L’évaluation des rapports égalitaires entre les personnages des deux sexes s’effectue à partir des textes et des illustrations qui comportent des personnages facilement identifiables. 40 % du manuel est évalué de manière systématique et régulière (4 pages sur 10). Il faut pouvoir établir une équivalence quantitative entre les personnages féminins et masculins, à l’exception des manuels d’histoire, où l’objectif est de tendre vers une bonne [?] représentation des femmes dans l’histoire. S’agissant des critères qualitatifs, les personnages des deux sexes doivent être représentés dans l’exercice de travaux rémunérés et diversifiés. Ils doivent assurer des travaux communautaires et des activités bénévoles. Les garçons et les filles doivent avoir des jeux semblables ou équivalents. Les rôles parentaux doivent être distribués indépendamment du sexe. Les thèmes exploités dans les récits doivent valoriser les femmes [Note: et les hommes ?].
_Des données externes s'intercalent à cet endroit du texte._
//! Error types for puzzle generation.

use std::io;

/// Errors reported to the caller of the word search engine.
///
/// Running out of placement retries is not an error: words that never find a
/// slot are reported through [`crate::Puzzle::abandoned_words`] instead.
#[derive(Debug, thiserror::Error)]
pub enum WordSearchError {
    /// The word source has no usable words for the requested grid size
    #[error("word source has no words of at most {max_len} letters")]
    EmptySource { max_len: usize },

    /// The grid size is not usable (zero)
    #[error("invalid grid size: {0}")]
    InvalidSize(usize),

    /// Reading the dictionary failed
    #[error("failed to read word list: {0}")]
    Io(#[from] io::Error),
}

/// Result alias used throughout the crate
pub type Result<T> = std::result::Result<T, WordSearchError>;
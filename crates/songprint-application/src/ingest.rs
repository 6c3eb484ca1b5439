// SPDX-License-Identifier: GPL-3.0-or-later

//! Adding known songs to the fingerprint index.

use std::sync::Arc;

use serde::Serialize;
use songprint_domain::Song;
use songprint_fingerprint::{Fingerprinter, SampleBuffer};
use thiserror::Error;
use tracing::{info, instrument, warn};

use crate::index::FingerprintStore;

/// Errors that can occur while ingesting a song.
#[derive(Debug, Error)]
pub enum IngestError {
    /// Audio produced no fingerprints (silent or too short)
    #[error("No fingerprints could be generated for '{0}'")]
    NoFingerprints(String),

    /// The audio could not be analyzed
    #[error("Failed to fingerprint '{title}': {reason}")]
    Fingerprint { title: String, reason: String },

    /// The index rejected the write
    #[error("Failed to store fingerprints: {0}")]
    Store(String),
}

pub type IngestResult<T> = Result<T, IngestError>;

/// Summary of one ingested song.
#[derive(Debug, Clone, Serialize)]
pub struct IngestedSong {
    pub song: Song,
    pub fingerprint_count: usize,
    pub duration_seconds: f64,
}

/// Fingerprints known songs and stores them.
#[derive(Clone)]
pub struct IngestService {
    fingerprinter: Arc<Fingerprinter>,
    store: Arc<dyn FingerprintStore>,
}

impl IngestService {
    pub fn new(fingerprinter: Arc<Fingerprinter>, store: Arc<dyn FingerprintStore>) -> Self {
        Self {
            fingerprinter,
            store,
        }
    }

    /// Fingerprint a full song and store it under a new id.
    ///
    /// Anchor times are stored relative to the start of `buffer`.
    #[instrument(skip(self, buffer), fields(duration = buffer.duration()))]
    pub async fn ingest(&self, title: &str, buffer: &SampleBuffer) -> IngestResult<IngestedSong> {
        let fingerprints = self
            .fingerprinter
            .fingerprint(buffer)
            .map_err(|e| IngestError::Fingerprint {
                title: title.to_string(),
                reason: e.to_string(),
            })?;
        if fingerprints.is_empty() {
            warn!(target: "ingest", title, "refusing to store a song without fingerprints");
            return Err(IngestError::NoFingerprints(title.to_string()));
        }

        let song = Song::new(title);
        self.store
            .store_song(&song, &fingerprints)
            .await
            .map_err(|e| IngestError::Store(format!("{:#}", e)))?;

        info!(
            target: "ingest",
            song_id = %song.id,
            fingerprints = fingerprints.len(),
            "song ingested"
        );

        Ok(IngestedSong {
            song,
            fingerprint_count: fingerprints.len(),
            duration_seconds: buffer.duration(),
        })
    }
}
// SPDX-License-Identifier: GPL-3.0-or-later

//! Matching, scanning and ingest services over a fingerprint index.

pub mod index;
pub mod ingest;
pub mod matching;
pub mod scanning;

pub use index::{FingerprintIndex, FingerprintStore, InMemoryFingerprintIndex};
pub use ingest::{IngestError, IngestResult, IngestService, IngestedSong};
pub use matching::{
    score_votes, MatchCandidate, MatchOutcome, MatchResult, Matcher, MatcherConfig,
    MatchingError, MatchingResult, NoMatchReason,
};
pub use scanning::{
    IntervalAccumulator, MultiSongScanner, ScanError, ScanOptions, ScanResult, WindowMatch,
};
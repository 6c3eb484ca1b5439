// SPDX-License-Identifier: GPL-3.0-or-later

//! Landmark pairing and hash emission.
//!
//! Every landmark acts as an anchor. Its target zone spans
//! `[anchor + target_zone_start, anchor + target_zone_end)` in time and
//! `anchor ± target_zone_freq_width` in frequency. Each later landmark in
//! the zone is paired with the anchor and hashed with [`landmark_hash`].
//!
//! The forward scan stops at the first landmark at or past the upper time
//! bound. That stop decides ties: a landmark exactly on the lower bound is
//! paired, one exactly on the upper bound is not.

use std::borrow::Cow;

use tracing::debug;

use crate::fingerprint::landmark_hash;
use crate::peaks::sort_landmarks;
use crate::{Fingerprint, FingerprintConfig, Landmark};

pub struct FingerprintGenerator {
    zone_start: f64,
    zone_end: f64,
    freq_width: f64,
}

impl FingerprintGenerator {
    pub fn new(config: &FingerprintConfig) -> Self {
        Self {
            zone_start: config.target_zone_start,
            zone_end: config.target_zone_end,
            freq_width: config.target_zone_freq_width,
        }
    }

    /// Pair landmarks and emit `(hash, anchor_time)` fingerprints.
    ///
    /// Input that is not already time-sorted is sorted first. Output order
    /// follows anchor order but carries no other guarantee.
    pub fn generate(&self, landmarks: &[Landmark]) -> Vec<Fingerprint> {
        let landmarks: Cow<'_, [Landmark]> = if is_time_sorted(landmarks) {
            Cow::Borrowed(landmarks)
        } else {
            let mut owned = landmarks.to_vec();
            sort_landmarks(&mut owned);
            Cow::Owned(owned)
        };

        let mut fingerprints = Vec::new();

        for (i, anchor) in landmarks.iter().enumerate() {
            let t_min = anchor.time + self.zone_start;
            let t_max = anchor.time + self.zone_end;
            let f_min = anchor.frequency - self.freq_width;
            let f_max = anchor.frequency + self.freq_width;

            for target in &landmarks[i + 1..] {
                if target.time >= t_max {
                    break;
                }
                if target.time < t_min || target.frequency < f_min || target.frequency > f_max {
                    continue;
                }

                let delta_frames = target.frame.saturating_sub(anchor.frame);
                let hash = landmark_hash(anchor.bin, target.bin, delta_frames);
                fingerprints.push(Fingerprint::new(hash, anchor.time));
            }
        }

        debug!(
            target: "fingerprint",
            landmarks = landmarks.len(),
            fingerprints = fingerprints.len(),
            "generated fingerprints"
        );

        fingerprints
    }
}

fn is_time_sorted(landmarks: &[Landmark]) -> bool {
    landmarks.windows(2).all(|w| w[0].time <= w[1].time)
}
// SPDX-License-Identifier: GPL-3.0-or-later
pub mod sqlite_adapters;

pub use sqlite_adapters::SqliteFingerprintIndex;

use anyhow::Result;
use songprint_config::DatabaseConfig;
use sqlx::sqlite::SqlitePoolOptions;
use sqlx::SqlitePool;
use std::path::Path;
use tracing::info;

/// Connect to the configured database and run migrations.
pub async fn init_database(config: &DatabaseConfig) -> Result<SqlitePool> {
    info!(target: "infrastructure", "initializing database");

    let db_url = normalize_database_url(&config.url)?;
    info!(target: "infrastructure", db_url = %db_url, "connecting to database");

    let pool = SqlitePoolOptions::new()
        .max_connections(config.pool_max_size)
        .connect(&db_url)
        .await?;

    info!(target: "infrastructure", db_url = %config.url, "running migrations");
    sqlx::migrate!("../../migrations").run(&pool).await?;

    info!(target: "infrastructure", "database initialized successfully");
    Ok(pool)
}

/// Turn a `sqlite://relative/path` URL into an absolute, creatable one.
///
/// In-memory URLs and non-`sqlite://` URLs pass through unchanged.
fn normalize_database_url(url: &str) -> Result<String> {
    if !url.starts_with("sqlite://") || url.starts_with("sqlite://:memory:") {
        return Ok(url.to_string());
    }

    let db_path = url.trim_start_matches("sqlite://");
    let path = Path::new(db_path);

    if let Some(parent) = path.parent() {
        if !parent.as_os_str().is_empty() {
            std::fs::create_dir_all(parent)?;
            info!(target: "infrastructure", path = %parent.display(), "created database directory");
        }
    }

    let absolute_path = if path.is_absolute() {
        path.to_path_buf()
    } else {
        std::env::current_dir()?.join(path)
    };

    // SQLite accepts forward slashes on every platform
    let path_str = absolute_path.to_string_lossy().replace('\\', "/");

    Ok(format!("sqlite://{}?mode=rwc", path_str))
}
// SPDX-License-Identifier: GPL-3.0-or-later
use std::path::{Path, PathBuf};
use std::sync::Arc;

use anyhow::{Context, Result};
use clap::{Parser, Subcommand};
use serde::Serialize;
use songprint_application::{IngestService, Matcher, MultiSongScanner, ScanOptions};
use songprint_config::{load as load_config, AppConfig, TelemetryConfig};
use songprint_domain::{format_position, SongInterval};
use songprint_fingerprint::{
    decoder::decode_file, AudioSource, FileAudioSource, Fingerprinter, SampleBuffer,
};
use songprint_infrastructure::{init_database, SqliteFingerprintIndex};
use tracing::info;
use tracing_subscriber::{fmt, layer::SubscriberExt, util::SubscriberInitExt, EnvFilter};

#[derive(Parser)]
#[command(name = "songprint")]
#[command(author, version, about = "Landmark audio fingerprinting", long_about = None)]
struct Cli {
    /// TOML configuration file
    #[arg(long, global = true)]
    config: Option<PathBuf>,

    #[command(subcommand)]
    command: Commands,
}

#[derive(Subcommand)]
enum Commands {
    /// Fingerprint a known song and add it to the index
    Ingest {
        file: PathBuf,
        #[arg(long)]
        title: String,
    },

    /// Identify a clip
    Identify {
        file: PathBuf,
        /// Seconds to skip before the clip starts
        #[arg(long, default_value_t = 0.0)]
        start: f64,
        /// Clip length in seconds, defaults to the rest of the file
        #[arg(long)]
        duration: Option<f64>,
    },

    /// Find every known song in a long recording
    Scan {
        file: PathBuf,
        /// Window length in seconds
        #[arg(long)]
        segment: Option<f64>,
        /// Seconds shared by consecutive windows
        #[arg(long)]
        overlap: Option<f64>,
        /// Minimum votes for a window to count
        #[arg(long)]
        min_confidence: Option<u32>,
    },

    /// List indexed songs
    Songs,
}

#[derive(Serialize)]
struct IntervalReport<'a> {
    #[serde(flatten)]
    interval: &'a SongInterval,
    start: String,
    end: String,
}

#[tokio::main]
async fn main() -> Result<()> {
    let cli = Cli::parse();
    let config = load_config(cli.config.as_deref())?;
    init_tracing(&config.telemetry);

    tokio::select! {
        result = run(cli.command, config) => result,
        _ = tokio::signal::ctrl_c() => {
            info!(target: "cli", "interrupted, stopping");
            Ok(())
        }
    }
}

async fn run(command: Commands, config: AppConfig) -> Result<()> {
    let pool = init_database(&config.database).await?;
    let index = Arc::new(SqliteFingerprintIndex::new(pool));
    let fingerprinter = Arc::new(Fingerprinter::new(config.fingerprint.clone())?);
    let sample_rate = config.fingerprint.sample_rate;

    match command {
        Commands::Ingest { file, title } => {
            let buffer = decode(&file, sample_rate).await?;
            let service = IngestService::new(fingerprinter, index);
            let ingested = service.ingest(&title, &buffer).await?;
            print_json(&ingested)
        }
        Commands::Identify {
            file,
            start,
            duration,
        } => {
            let source = open_source(&file, sample_rate).await?;
            let buffer = tokio::task::spawn_blocking(move || source.load(start, duration))
                .await
                .context("decoder task failed")?
                .context("failed to decode clip")?;
            let matcher = Matcher::new(index, config.matcher)?;
            let outcome = matcher.identify(&fingerprinter, &buffer).await?;
            if let Some(result) = outcome.matched() {
                info!(
                    target: "cli",
                    title = %result.title,
                    position = %result.position_label(),
                    votes = result.confidence,
                    "match found"
                );
            }
            print_json(&outcome)
        }
        Commands::Scan {
            file,
            segment,
            overlap,
            min_confidence,
        } => {
            let options = scan_options(config.scan, segment, overlap, min_confidence);
            let matcher = Arc::new(Matcher::new(index, config.matcher)?);
            let scanner = MultiSongScanner::new(fingerprinter, matcher, options)?;

            let source: Arc<dyn AudioSource> = Arc::new(open_source(&file, sample_rate).await?);
            let intervals = scanner.scan(source).await?;

            let report: Vec<IntervalReport<'_>> = intervals
                .iter()
                .map(|interval| IntervalReport {
                    interval,
                    start: format_position(interval.start_time),
                    end: format_position(interval.end_time),
                })
                .collect();
            print_json(&report)
        }
        Commands::Songs => {
            let songs = index.list_songs().await?;
            info!(
                target: "cli",
                songs = songs.len(),
                fingerprints = index.fingerprint_count().await?,
                "index contents"
            );
            print_json(&songs)
        }
    }
}

fn scan_options(
    base: ScanOptions,
    segment: Option<f64>,
    overlap: Option<f64>,
    min_confidence: Option<u32>,
) -> ScanOptions {
    ScanOptions {
        segment_duration: segment.unwrap_or(base.segment_duration),
        overlap: overlap.unwrap_or(base.overlap),
        min_confidence: min_confidence.unwrap_or(base.min_confidence),
        ..base
    }
}

async fn decode(path: &Path, sample_rate: u32) -> Result<SampleBuffer> {
    let path = path.to_path_buf();
    let shown = path.display().to_string();
    let buffer = tokio::task::spawn_blocking(move || decode_file(&path, sample_rate))
        .await
        .context("decoder task failed")?
        .with_context(|| format!("failed to decode {}", shown))?;
    info!(target: "cli", file = %shown, seconds = buffer.duration(), "decoded audio");
    Ok(buffer)
}

/// Probe a file for windowed decoding without reading its audio.
async fn open_source(path: &Path, sample_rate: u32) -> Result<FileAudioSource> {
    let path = path.to_path_buf();
    let shown = path.display().to_string();
    let source = tokio::task::spawn_blocking(move || FileAudioSource::open(&path, sample_rate))
        .await
        .context("decoder task failed")?
        .with_context(|| format!("failed to open {}", shown))?;
    info!(target: "cli", file = %shown, seconds = source.total_duration(), "opened audio");
    Ok(source)
}

fn print_json<T: Serialize + ?Sized>(value: &T) -> Result<()> {
    println!("{}", serde_json::to_string_pretty(value)?);
    Ok(())
}

fn init_tracing(telemetry: &TelemetryConfig) {
    let env_filter = EnvFilter::try_from_default_env()
        .unwrap_or_else(|_| EnvFilter::new(&telemetry.log_level));
    let registry = tracing_subscriber::registry().with(env_filter);

    // stdout carries results; logs go to stderr
    if telemetry.json {
        registry
            .with(
                fmt::layer()
                    .json()
                    .with_target(true)
                    .with_thread_names(true)
                    .with_writer(std::io::stderr),
            )
            .init();
    } else {
        registry
            .with(
                fmt::layer()
                    .with_target(true)
                    .with_thread_names(true)
                    .with_level(true)
                    .with_writer(std::io::stderr),
            )
            .init();
    }
}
Les textes historiques doivent tendre vers une représentation équitable. L’apport des femmes à l’histoire doit être souligné. [Note : Qu'est-ce à dire ? Valoriser des inconnues et passer sous silence des hommes importants ? En effet, le temps en classe est limité, souligner l'un c'est moins parler de l'autre.]

Enfin, les textes littéraires présentés comme objets d’études doivent être sélectionnés dans le but d’assurer une représentation équitable des personnages féminins et masculins. [Note: qu'est-ce à dire dans la pratique ? Pas d’œuvres classiques si elles représentent les femmes comme Molière ou Victor Hugo ? Plutôt des romans mièvres modernes à faible valeur littéraire ? Cela pourrait expliquer l'évacuation des classiques dans de nombreuses classes de français.]

[Note : il est quasiment impossible d'obtenir du BAMD les demandes de rectification qu'ils imposent aux éditeurs. Le BAMD refuse de les communiquer prétextant qu'il s'agirait d'une violation du secret commercial des éditeurs. Notons que depuis 1980 les éditeurs ont appris à connaître le « politburo » qu'est le BAMD et qu'ils s'autocensurent afin d'éviter des corrections coûteuses en temps et en argent ou pire le refus d'un manuel (voir ci-dessous, plus de refus depuis au moins 10 ans). Voir aussi l'opacité qui entoure ce processus de censure, pardon d'approbation : on ne connaît pas les experts sélectionnés, on ne connaît pas les raisons idéologiques des changements demandés dans les manuels ECR, etc.]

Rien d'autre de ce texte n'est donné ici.